A favorite movie of mine is "Thirteen Days." As a movie it really isn't a classic, but it really makes me think. A little background is in order here. This movie is set during the thirteen days of the Cuban Missile Crisis in 1962 in the Kennedy White House. It's one of those historic suspense movies, but everyone already knows what happens. The star is Kevin Costner*, who plays Kenneth O'Donnell, a chief adviser and good friend of the Kennedy brothers. I don't want this to be a review, so I'm stopping there. I want to write about the things that this movie makes me think about for hours.
I always wonder If I could have handled being in that situation. If I had been in Kennedy's shoes would I have handled it properly? The stresses portrayed are immense and I don't really know how anyone could actually handle it. I mean I am pretty doveish, but still with the military pressing for war, would I be able to keep telling them no even when war seems inevitable and if it's going to happen we'd better get the first strike. Plus, knowing that any wrong move could set off an unstoppable chain reaction that only stops with the end of the world, could I make any decisions at all? I'd like to think I would be able to handle a situation similar to the one in the movie, but I wonder.

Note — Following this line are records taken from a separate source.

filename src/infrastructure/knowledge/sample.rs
use crate::application::prompt::Institution;
use crate::domain::error::DomainError;
use std::path::Path;
use tracing::info;

/// Starter knowledge base: `(question, answer, department, keywords)`.
const SAMPLE_ROWS: &[(&str, &str, &str, &str)] = &[
    (
        "What are the admission requirements?",
        "Admission requires 75% in 12th with PCM. Entrance exam may apply.",
        "Admissions",
        "admission,requirements",
    ),
    (
        "Where is the campus located?",
        "Our campus is at Salbari, Sukna, Siliguri, West Bengal",
        "General",
        "location,address",
    ),
    (
        "What engineering programs do you offer?",
        "We offer B.Tech in CSE, ECE, ME, CE, and EE",
        "Academics",
        "courses,programs",
    ),
    (
        "How do I apply for scholarships?",
        "Submit scholarship form by Aug 31 with income certificate",
        "Financial Aid",
        "scholarship,financial",
    ),
    (
        "What hostel facilities are available?",
        "AC/non-AC rooms, WiFi, mess, laundry, 24/7 security",
        "Hostel",
        "accommodation,stay",
    ),
    (
        "Do you offer MCA?",
        "We focus on engineering programs: B.Tech & M.Tech",
        "Academics",
        "mca,programs",
    ),
    (
        "Placement statistics?",
        "80-85% placement rate, avg package ₹4.5L, highest ₹18L",
        "Placements",
        "stats,numbers",
    ),
];

/// Write the starter knowledge base to `path`. Refuses to overwrite an existing file.
pub fn write_sample(path: &Path, institution: &Institution) -> Result<usize, DomainError> {
    if path.exists() {
        return Err(DomainError::InvalidInput(format!(
            "{} already exists; not overwriting",
            path.display()
        )));
    }
    if let Some(parent) = path.parent().filter(|p| !p.as_os_str().is_empty()) {
        std::fs::create_dir_all(parent)?;
    }

    let to_err = |e: csv::Error| DomainError::KnowledgeStore(format!("cannot write {}: {e}", path.display()));
    let mut writer = csv::Writer::from_path(path).map_err(to_err)?;
    writer
        .write_record(["question", "answer", "department", "keywords"])
        .map_err(to_err)?;
    for (question, answer, department, keywords) in SAMPLE_ROWS {
        writer
            .write_record([*question, *answer, *department, *keywords])
            .map_err(to_err)?;
    }

    let contact = format!("Contact: {} | Website: {}", institution.contact, institution.website);
    writer
        .write_record(["Contact information?", contact.as_str(), "General", "contact,info"])
        .map_err(to_err)?;
    writer.flush()?;

    let written = SAMPLE_ROWS.len() + 1;
    info!(path = %path.display(), rows = written, "Wrote sample knowledge base");
    Ok(written)
}

#[cfg(test)]
mod tests {
    use super::*;
    use crate::infrastructure::knowledge::csv_store::CsvKnowledgeStore;
    use crate::domain::ports::knowledge_source::KnowledgeSource;

    #[test]
    fn test_sample_round_trips_through_store() {
        let dir = tempfile::tempdir().unwrap();
        let path = dir.path().join("data").join("college_knowledge.csv");
        let written = write_sample(&path, &Institution::default()).unwrap();

        let records = CsvKnowledgeStore::new(&path).load_records().unwrap();
        assert_eq!(records.len(), written);
        assert_eq!(records[6].metadata["department"], "Placements");
        assert!(records[7].text.contains("sittech.ac.in"));

        assert!(write_sample(&path, &Institution::default()).is_err());
    }
}
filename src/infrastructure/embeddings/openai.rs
use super::{error_for_status, BATCH_SIZE};
use crate::domain::error::DomainError;
use crate::domain::ports::embedding_port::{EmbeddingProvider, InputType};
use crate::infrastructure::http_client;
use reqwest::Client;
use serde::{Deserialize, Serialize};
use std::time::Duration;
use tracing::debug;

pub struct OpenAiProvider {
    client: Client,
    api_key: String,
    model: String,
    base_url: String,
}

#[derive(Serialize)]
struct OpenAiRequest<'a> {
    input: &'a [String],
    model: &'a str,
}

#[derive(Deserialize)]
struct OpenAiResponse {
    data: Vec<OpenAiEmbedding>,
}

#[derive(Deserialize)]
struct OpenAiEmbedding {
    index: usize,
    embedding: Vec<f32>,
}

impl OpenAiProvider {
    pub fn new(api_key: String, model: Option<String>, base_url: Option<String>) -> Result<Self, DomainError> {
        Ok(Self {
            client: http_client(Duration::from_secs(30))?,
            api_key,
            model: model.unwrap_or_else(|| "text-embedding-3-small".to_string()),
            base_url: base_url.unwrap_or_else(|| "https://api.openai.com".to_string()),
        })
    }

    async fn embed_batch(&self, texts: &[String]) -> Result<Vec<Vec<f32>>, DomainError> {
        let url = format!("{}/v1/embeddings", self.base_url.trim_end_matches('/'));
        let resp = self
            .client
            .post(&url)
            .bearer_auth(&self.api_key)
            .json(&OpenAiRequest {
                input: texts,
                model: &self.model,
            })
            .send()
            .await
            .map_err(|e| DomainError::Embedding(format!("OpenAI API error: {e}")))?;

        if !resp.status().is_success() {
            return Err(error_for_status("OpenAI", resp).await);
        }

        let mut result: OpenAiResponse = resp
            .json()
            .await
            .map_err(|e| DomainError::Embedding(format!("OpenAI parse error: {e}")))?;
        // The API documents `index`; don't rely on response order.
        result.data.sort_by_key(|d| d.index);
        Ok(result.data.into_iter().map(|d| d.embedding).collect())
    }
}

#[async_trait::async_trait]
impl EmbeddingProvider for OpenAiProvider {
    async fn embed(&self, texts: &[String], _input_type: InputType) -> Result<Vec<Vec<f32>>, DomainError> {
        let mut vectors = Vec::with_capacity(texts.len());
        for (i, chunk) in texts.chunks(BATCH_SIZE).enumerate() {
            debug!(batch = i, size = chunk.len(), "OpenAI embedding batch");
            vectors.extend(self.embed_batch(chunk).await?);
        }
        Ok(vectors)
    }

    fn dimension(&self) -> usize {
        match self.model.as_str() {
            "text-embedding-3-large" => 3072,
            _ => 1536,
        }
    }

    fn model_id(&self) -> &str {
        &self.model
    }
}
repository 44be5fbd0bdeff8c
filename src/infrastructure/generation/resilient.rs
use crate::domain::error::{DomainError, FailureKind};
use crate::domain::ports::generation_port::TextGenerator;
use std::sync::Arc;
use std::time::Duration;
use tracing::{debug, warn};

/// Bounds every generator call with a timeout and retries transient failures once.
///
/// Auth, quota and malformed-response failures are returned immediately;
/// only network errors and timeouts get the retry.
pub struct ResilientGenerator {
    inner: Arc<dyn TextGenerator>,
    timeout: Duration,
    retries: u32,
}

impl ResilientGenerator {
    pub fn new(inner: Arc<dyn TextGenerator>, timeout: Duration) -> Self {
        Self {
            inner,
            timeout,
            retries: 1,
        }
    }

    pub fn with_retries(mut self, retries: u32) -> Self {
        self.retries = retries;
        self
    }

    async fn attempt(&self, prompt: &str) -> Result<String, DomainError> {
        match tokio::time::timeout(self.timeout, self.inner.generate(prompt)).await {
            Ok(result) => result,
            Err(_) => Err(DomainError::fallback(
                FailureKind::Timeout,
                format!("{} did not answer within {:?}", self.inner.name(), self.timeout),
            )),
        }
    }
}

#[async_trait::async_trait]
impl TextGenerator for ResilientGenerator {
    async fn generate(&self, prompt: &str) -> Result<String, DomainError> {
        let mut attempt = 0;
        loop {
            match self.attempt(prompt).await {
                Ok(text) => return Ok(text),
                Err(DomainError::FallbackUnavailable { kind, message })
                    if kind.is_transient() && attempt < self.retries =>
                {
                    attempt += 1;
                    warn!(
                        generator = self.inner.name(),
                        %kind,
                        error = %message,
                        attempt,
                        "Transient generator failure, retrying"
                    );
                }
                Err(e @ DomainError::FallbackUnavailable { .. }) => {
                    debug!(generator = self.inner.name(), error = %e, "Generator failed");
                    return Err(e);
                }
                Err(other) => {
                    return Err(DomainError::fallback(FailureKind::Network, other.to_string()));
                }
            }
        }
    }

    fn name(&self) -> &str {
        self.inner.name()
    }
}
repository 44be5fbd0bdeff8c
use crate::domain::entities::knowledge_index::KnowledgeIndex;
use crate::domain::entities::knowledge_row::{KnowledgeRecord, KnowledgeRow};
use crate::domain::entities::side_table::{IndexHeader, SideTable};
use crate::domain::entities::vector_index::{VectorIndex, METRIC};
use crate::domain::error::DomainError;
use crate::domain::ports::embedding_port::{EmbeddingProvider, InputType};
use crate::domain::ports::index_repository::IndexRepository;
use crate::domain::ports::knowledge_source::KnowledgeSource;
use crate::domain::values::normalized_text::NormalizedText;
use chrono::Utc;
use serde::Serialize;
use std::collections::HashSet;
use std::sync::Arc;
use tracing::{debug, info, warn};

#[derive(Debug, Clone, PartialEq, Serialize)]
pub struct BuildReport {
    pub indexed: usize,
    pub skipped_empty: usize,
    pub skipped_duplicate: usize,
    pub dimension: usize,
    pub model_id: String,
}

/// Rows ready to embed, plus what was dropped on the way.
struct PreparedRows {
    rows: Vec<KnowledgeRow>,
    embed_texts: Vec<String>,
    skipped_empty: usize,
    skipped_duplicate: usize,
}

/// Drop blank, unmatchable and duplicate records and assign ids by position in what remains.
///
/// Each row is embedded by its normalised match text (the question when the
/// source has one). Duplicates share both match text and answer.
fn prepare(records: Vec<KnowledgeRecord>) -> PreparedRows {
    let mut seen = HashSet::new();
    let mut prepared = PreparedRows {
        rows: Vec::new(),
        embed_texts: Vec::new(),
        skipped_empty: 0,
        skipped_duplicate: 0,
    };

    for (position, mut record) in records.into_iter().enumerate() {
        let trimmed = record.text.trim();
        if trimmed.is_empty() {
            warn!(record = position, "Skipping knowledge record with empty text");
            prepared.skipped_empty += 1;
            continue;
        }
        record.text = trimmed.to_string();

        let key = NormalizedText::new(record.match_text()).into_string();
        if key.is_empty() {
            warn!(record = position, "Skipping knowledge record with nothing to match against");
            prepared.skipped_empty += 1;
            continue;
        }
        let answer = NormalizedText::new(&record.text).into_string();
        if !seen.insert((key.clone(), answer)) {
            debug!(record = position, "Skipping duplicate knowledge record");
            prepared.skipped_duplicate += 1;
            continue;
        }

        let id = prepared.rows.len() as u64;
        prepared.rows.push(KnowledgeRow::from_record(id, record));
        prepared.embed_texts.push(key);
    }

    prepared
}

/// Offline index build: read every record, embed, and persist the pair.
pub struct BuildIndexUseCase {
    source: Arc<dyn KnowledgeSource>,
    embedder: Arc<dyn EmbeddingProvider>,
    repo: Arc<dyn IndexRepository>,
}

impl BuildIndexUseCase {
    pub fn new(
        source: Arc<dyn KnowledgeSource>,
        embedder: Arc<dyn EmbeddingProvider>,
        repo: Arc<dyn IndexRepository>,
    ) -> Self {
        Self {
            source,
            embedder,
            repo,
        }
    }

    /// Full rebuild from the knowledge source. The previous index is replaced only on success.
    pub async fn execute(&self) -> Result<BuildReport, DomainError> {
        let records = self.source.load_records()?;
        let (index, report) = self.build(records).await?;
        self.repo.save(&index)?;
        info!(
            indexed = report.indexed,
            dimension = report.dimension,
            model = %report.model_id,
            "Knowledge index persisted"
        );
        Ok(report)
    }

    /// Build the in-memory index without persisting it.
    pub async fn build(
        &self,
        records: Vec<KnowledgeRecord>,
    ) -> Result<(KnowledgeIndex, BuildReport), DomainError> {
        let prepared = prepare(records);
        if prepared.rows.is_empty() {
            return Err(DomainError::EmptyKnowledgeBase);
        }

        info!(
            rows = prepared.rows.len(),
            skipped_empty = prepared.skipped_empty,
            skipped_duplicate = prepared.skipped_duplicate,
            "Embedding knowledge rows"
        );
        let vectors = self
            .embedder
            .embed(&prepared.embed_texts, InputType::Document)
            .await?;

        if vectors.len() != prepared.rows.len() {
            return Err(DomainError::Embedding(format!(
                "expected {} vectors, provider returned {}",
                prepared.rows.len(),
                vectors.len()
            )));
        }

        let dimension = vectors[0].len();
        if dimension == 0 {
            return Err(DomainError::Embedding(
                "provider returned empty vectors".into(),
            ));
        }
        let declared = self.embedder.dimension();
        if declared > 0 && declared != dimension {
            return Err(DomainError::DimensionMismatch {
                expected: declared,
                actual: dimension,
            });
        }

        // A zero vector sits at the same distance from every unit query.
        if let Some(position) = vectors.iter().position(|v| v.iter().all(|x| *x == 0.0)) {
            return Err(DomainError::Embedding(format!(
                "provider returned a zero vector for row {position}"
            )));
        }

        let vector_index = VectorIndex::from_vectors(
            dimension,
            prepared.rows.iter().map(|r| r.id).zip(vectors),
        )?;

        let model_id = self.embedder.model_id().to_string();
        let header = IndexHeader {
            model_id: model_id.clone(),
            dimension,
            metric: METRIC.to_string(),
            row_count: prepared.rows.len(),
            built_at: Utc::now(),
        };
        let report = BuildReport {
            indexed: prepared.rows.len(),
            skipped_empty: prepared.skipped_empty,
            skipped_duplicate: prepared.skipped_duplicate,
            dimension,
            model_id,
        };
        let index = KnowledgeIndex::new(vector_index, SideTable::new(header, prepared.rows))?;
        Ok((index, report))
    }
}
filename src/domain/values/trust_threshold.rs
use serde::{Deserialize, Serialize};
use std::fmt;

/// Maximum squared Euclidean distance at which a retrieval hit is trusted.
///
/// Thresholds only mean something for the embedding model they were tuned
/// against, which is why [`TrustThreshold::for_model`] refuses to guess for
/// models it does not know.
#[derive(Debug, Clone, Copy, PartialEq, Serialize, Deserialize)]
pub struct TrustThreshold(f32);

/// Tuned thresholds, keyed by embedding model id. All models listed emit
/// unit-length vectors, so squared distance lies in `[0, 4]`.
const TUNED: &[(&str, f32)] = &[
    ("hashing-v2", 0.9),
    ("all-minilm", 0.7),
    ("all-MiniLM-L6-v2", 0.7),
    ("nomic-embed-text", 0.6),
    ("text-embedding-3-small", 0.9),
    ("voyage-4-lite", 0.8),
    ("voyage-3-lite", 0.8),
    ("voyage-3", 0.8),
];

impl TrustThreshold {
    pub fn new(value: f32) -> Result<Self, String> {
        if !value.is_finite() || value < 0.0 {
            return Err(format!(
                "Trust threshold must be a finite, non-negative distance, got {value}"
            ));
        }
        Ok(TrustThreshold(value))
    }

    /// The tuned threshold for `model_id`. Ollama-style tags (`all-minilm:latest`) match their base name.
    pub fn for_model(model_id: &str) -> Option<Self> {
        let base = model_id.split(':').next().unwrap_or(model_id);
        TUNED
            .iter()
            .find(|(m, _)| *m == base)
            .map(|(_, v)| TrustThreshold(*v))
    }

    pub fn value(&self) -> f32 {
        self.0
    }

    /// Distance-based gate: closer than or equal to the threshold is trusted.
    pub fn trusts(&self, distance: f32) -> bool {
        distance <= self.0
    }
}

impl fmt::Display for TrustThreshold {
    fn fmt(&self, f: &mut fmt::Formatter<'_>) -> fmt::Result {
        write!(f, "{:.3}", self.0)
    }
}

#[cfg(test)]
mod tests {
    use super::*;

    #[test]
    fn test_validation() {
        assert!(TrustThreshold::new(0.0).is_ok());
        assert!(TrustThreshold::new(0.7).is_ok());
        assert!(TrustThreshold::new(-0.1).is_err());
        assert!(TrustThreshold::new(f32::NAN).is_err());
    }

    #[test]
    fn test_gate_is_inclusive() {
        let t = TrustThreshold::new(0.5).unwrap();
        assert!(t.trusts(0.5));
        assert!(t.trusts(0.1));
        assert!(!t.trusts(0.51));
    }

    #[test]
    fn test_known_models() {
        assert_eq!(TrustThreshold::for_model("all-minilm:latest").unwrap().value(), 0.7);
        assert_eq!(TrustThreshold::for_model("hashing-v2").unwrap().value(), 0.9);
        assert!(TrustThreshold::for_model("hashing-v1").is_none());
        assert!(TrustThreshold::for_model("some-new-model").is_none());
    }
}
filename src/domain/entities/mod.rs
pub mod answer;
pub mod knowledge_index;
pub mod knowledge_row;
pub mod retrieval_result;
pub mod side_table;
pub mod vector_index;
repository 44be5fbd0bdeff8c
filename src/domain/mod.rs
pub mod entities;
pub mod error;
pub mod ports;
pub mod values;
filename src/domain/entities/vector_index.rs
use crate::domain::error::DomainError;
use std::cmp::Ordering;
use std::collections::HashSet;

/// Name of the metric the index ranks by, recorded next to the persisted artifacts.
pub const METRIC: &str = "squared_l2";

/// A nearest-neighbour hit: vector id and its squared Euclidean distance to the query.
#[derive(Debug, Clone, Copy, PartialEq)]
pub struct Neighbor {
    pub id: u64,
    pub distance: f32,
}

/// Exact (flat) nearest-neighbour index over fixed-dimension vectors.
///
/// Vectors are stored row-major in one contiguous buffer. Search scans every
/// vector, which is the right trade-off for a knowledge base of a few
/// thousand rows at most.
#[derive(Debug, Clone, PartialEq)]
pub struct VectorIndex {
    dimension: usize,
    ids: Vec<u64>,
    data: Vec<f32>,
}

impl VectorIndex {
    pub fn new(dimension: usize) -> Result<Self, DomainError> {
        if dimension == 0 {
            return Err(DomainError::InvalidInput(
                "vector index dimension must be greater than zero".into(),
            ));
        }
        Ok(Self {
            dimension,
            ids: Vec::new(),
            data: Vec::new(),
        })
    }

    /// Build an index from `(id, vector)` pairs. Every vector must have `dimension` components.
    pub fn from_vectors(
        dimension: usize,
        entries: impl IntoIterator<Item = (u64, Vec<f32>)>,
    ) -> Result<Self, DomainError> {
        let mut index = Self::new(dimension)?;
        let mut seen = HashSet::new();
        for (id, vector) in entries {
            if !seen.insert(id) {
                return Err(DomainError::IndexCorrupt(format!("duplicate vector id {id}")));
            }
            index.push(id, &vector)?;
        }
        Ok(index)
    }

    fn push(&mut self, id: u64, vector: &[f32]) -> Result<(), DomainError> {
        if vector.len() != self.dimension {
            return Err(DomainError::DimensionMismatch {
                expected: self.dimension,
                actual: vector.len(),
            });
        }
        self.ids.push(id);
        self.data.extend_from_slice(vector);
        Ok(())
    }

    pub fn dimension(&self) -> usize {
        self.dimension
    }

    pub fn len(&self) -> usize {
        self.ids.len()
    }

    pub fn is_empty(&self) -> bool {
        self.ids.is_empty()
    }

    pub fn ids(&self) -> &[u64] {
        &self.ids
    }

    pub fn iter(&self) -> impl Iterator<Item = (u64, &[f32])> + '_ {
        self.ids
            .iter()
            .copied()
            .zip(self.data.chunks_exact(self.dimension))
    }

    /// The `k` nearest vectors to `query`, closest first. Equal distances are
    /// ordered by ascending id so rankings are reproducible.
    pub fn search(&self, query: &[f32], k: usize) -> Result<Vec<Neighbor>, DomainError> {
        if self.is_empty() || k == 0 {
            return Ok(vec![]);
        }
        if query.len() != self.dimension {
            return Err(DomainError::DimensionMismatch {
                expected: self.dimension,
                actual: query.len(),
            });
        }

        let mut hits: Vec<Neighbor> = self
            .iter()
            .map(|(id, v)| Neighbor {
                id,
                distance: squared_l2(query, v),
            })
            .collect();

        hits.sort_by(|a, b| match a.distance.total_cmp(&b.distance) {
            Ordering::Equal => a.id.cmp(&b.id),
            other => other,
        });
        hits.truncate(k);
        Ok(hits)
    }
}

pub fn squared_l2(a: &[f32], b: &[f32]) -> f32 {
    a.iter()
        .zip(b.iter())
        .map(|(x, y)| {
            let d = x - y;
            d * d
        })
        .sum()
}

#[cfg(test)]
mod tests {
    use super::*;

    fn index() -> VectorIndex {
        VectorIndex::from_vectors(
            2,
            vec![
                (0, vec![0.0, 0.0]),
                (1, vec![1.0, 0.0]),
                (2, vec![0.0, 3.0]),
            ],
        )
        .unwrap()
    }

    #[test]
    fn test_search_orders_by_distance() {
        let hits = index().search(&[0.9, 0.0], 3).unwrap();
        let ids: Vec<u64> = hits.iter().map(|h| h.id).collect();
        assert_eq!(ids, vec![1, 0, 2]);
        assert!((hits[0].distance - 0.01).abs() < 1e-6);
    }

    #[test]
    fn test_k_larger_than_index_returns_all() {
        assert_eq!(index().search(&[0.0, 0.0], 10).unwrap().len(), 3);
    }

    #[test]
    fn test_ties_broken_by_id() {
        let idx = VectorIndex::from_vectors(1, vec![(5, vec![1.0]), (2, vec![-1.0])]).unwrap();
        let hits = idx.search(&[0.0], 2).unwrap();
        assert_eq!(hits[0].id, 2);
        assert_eq!(hits[1].id, 5);
    }

    #[test]
    fn test_query_dimension_mismatch() {
        let err = index().search(&[0.0, 0.0, 0.0], 1).unwrap_err();
        assert!(matches!(
            err,
            DomainError::DimensionMismatch { expected: 2, actual: 3 }
        ));
    }

    #[test]
    fn test_rejects_wrong_vector_dimension() {
        let err = VectorIndex::from_vectors(3, vec![(0, vec![1.0])]).unwrap_err();
        assert!(matches!(err, DomainError::DimensionMismatch { .. }));
    }

    #[test]
    fn test_rejects_duplicate_ids() {
        let err = VectorIndex::from_vectors(1, vec![(0, vec![1.0]), (0, vec![2.0])]).unwrap_err();
        assert!(matches!(err, DomainError::IndexCorrupt(_)));
    }

    #[test]
    fn test_large_build_keeps_every_id() {
        let idx = VectorIndex::from_vectors(1, (0..20_000u64).map(|id| (id, vec![id as f32]))).unwrap();
        assert_eq!(idx.len(), 20_000);
        assert_eq!(idx.search(&[19_999.0], 1).unwrap()[0].id, 19_999);

        let dup = (0..20_000u64).chain([7]).map(|id| (id, vec![0.0]));
        assert!(matches!(VectorIndex::from_vectors(1, dup), Err(DomainError::IndexCorrupt(_))));
    }

    #[test]
    fn test_zero_dimension_rejected() {
        assert!(VectorIndex::new(0).is_err());
    }
}
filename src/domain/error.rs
use std::fmt;
use std::path::PathBuf;
use thiserror::Error;

/// Why the generative fallback could not produce an answer.
#[derive(Debug, Clone, Copy, PartialEq, Eq)]
pub enum FailureKind {
    /// Connection refused, reset, DNS, or a 5xx from the provider.
    Network,
    /// The call did not finish within the configured timeout.
    Timeout,
    /// Rejected credentials (401/403).
    Auth,
    /// Quota or rate limit (429).
    RateLimited,
    /// The provider answered but the payload was unusable.
    Malformed,
    /// No generator is configured (e.g. missing API key).
    NotConfigured,
}

impl FailureKind {
    /// Transient failures are worth one retry; the rest will fail again.
    pub fn is_transient(self) -> bool {
        matches!(self, FailureKind::Network | FailureKind::Timeout)
    }
}

impl fmt::Display for FailureKind {
    fn fmt(&self, f: &mut fmt::Formatter<'_>) -> fmt::Result {
        match self {
            FailureKind::Network => write!(f, "network"),
            FailureKind::Timeout => write!(f, "timeout"),
            FailureKind::Auth => write!(f, "auth"),
            FailureKind::RateLimited => write!(f, "rate-limited"),
            FailureKind::Malformed => write!(f, "malformed"),
            FailureKind::NotConfigured => write!(f, "not-configured"),
        }
    }
}

#[derive(Debug, Error)]
pub enum DomainError {
    #[error("Knowledge base has no usable rows to index")]
    EmptyKnowledgeBase,

    #[error("Embedding dimension mismatch: index has {expected}, got {actual}")]
    DimensionMismatch { expected: usize, actual: usize },

    #[error("Index artifact missing: {}. Run `build` first", .0.display())]
    IndexArtifactMissing(PathBuf),

    #[error("Index artifacts are inconsistent: {0}")]
    IndexCorrupt(String),

    #[error("Fallback unavailable ({kind}): {message}")]
    FallbackUnavailable { kind: FailureKind, message: String },

    #[error("Knowledge store error: {0}")]
    KnowledgeStore(String),

    #[error("Embedding error: {0}")]
    Embedding(String),

    #[error("Invalid input: {0}")]
    InvalidInput(String),

    #[error("Configuration error: {0}")]
    Config(String),

    #[error("Storage error: {0}")]
    Storage(String),

    #[error("I/O error: {0}")]
    Io(#[from] std::io::Error),
}

impl DomainError {
    pub fn fallback(kind: FailureKind, message: impl Into<String>) -> Self {
        DomainError::FallbackUnavailable {
            kind,
            message: message.into(),
        }
    }
}

impl From<rusqlite::Error> for DomainError {
    fn from(e: rusqlite::Error) -> Self {
        DomainError::Storage(e.to_string())
    }
}
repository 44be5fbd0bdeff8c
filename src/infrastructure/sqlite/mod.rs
pub mod index_repo;
pub mod migrations;
pub mod vector_store;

Hooray for playing pretend President.
This movie also really makes me think about the implications of nuclear weapons. It is amazing to think that once a nuclear war starts there isn't really any stopping it other than blowing up the world. It must be an immense pressure on the President of the United States or the Prime Minister of Russia to know that if they let it go(by it I mean nuclear weapons) there is no bringing it back. Nuclear war between nuclear superpowers basically means the end of the world, which is mind-boggling.
It also makes me think about other things like the nuances of international diplomacy, but I'm not going to get into those.
Thanks for reading.
*I really wanted to find the clip of Chris Griffin asking, "How does Kevin Costner keep getting work?" but I couldn't, so here's this.
[to RFK] "You're a good man; your brother is a good man. I assure you there are other good men. Let us hope the will of good men is enough to counter the terrible strength of this thing that was put in motion."